About this task: All lines of the listing that contain "WiFiWatcher" should be shown in full.

Information:
========================================

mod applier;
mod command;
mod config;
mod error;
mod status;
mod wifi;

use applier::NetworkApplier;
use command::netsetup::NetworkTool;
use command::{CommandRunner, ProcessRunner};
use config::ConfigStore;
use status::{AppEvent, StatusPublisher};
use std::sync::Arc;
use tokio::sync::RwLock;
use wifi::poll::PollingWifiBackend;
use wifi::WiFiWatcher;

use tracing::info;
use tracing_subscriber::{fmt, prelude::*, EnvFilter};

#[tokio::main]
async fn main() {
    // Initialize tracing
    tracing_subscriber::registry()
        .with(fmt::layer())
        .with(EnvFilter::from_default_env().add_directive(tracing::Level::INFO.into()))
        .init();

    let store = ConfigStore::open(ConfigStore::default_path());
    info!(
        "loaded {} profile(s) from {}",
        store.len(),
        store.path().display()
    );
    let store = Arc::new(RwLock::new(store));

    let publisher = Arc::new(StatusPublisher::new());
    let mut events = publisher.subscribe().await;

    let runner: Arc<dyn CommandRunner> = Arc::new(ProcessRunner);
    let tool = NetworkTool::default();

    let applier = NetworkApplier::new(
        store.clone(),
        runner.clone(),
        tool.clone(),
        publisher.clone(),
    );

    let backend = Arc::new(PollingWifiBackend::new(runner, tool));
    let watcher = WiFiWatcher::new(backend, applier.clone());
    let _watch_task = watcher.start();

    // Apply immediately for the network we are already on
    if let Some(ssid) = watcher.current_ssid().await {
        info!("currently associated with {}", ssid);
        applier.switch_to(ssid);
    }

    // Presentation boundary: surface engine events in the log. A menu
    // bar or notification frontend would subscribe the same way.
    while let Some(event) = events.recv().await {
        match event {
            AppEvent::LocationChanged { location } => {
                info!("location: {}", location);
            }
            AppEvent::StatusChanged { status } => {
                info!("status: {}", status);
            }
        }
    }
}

========================================

Result for this task:
use wifi::WiFiWatcher;
    let watcher = WiFiWatcher::new(backend, applier.clone());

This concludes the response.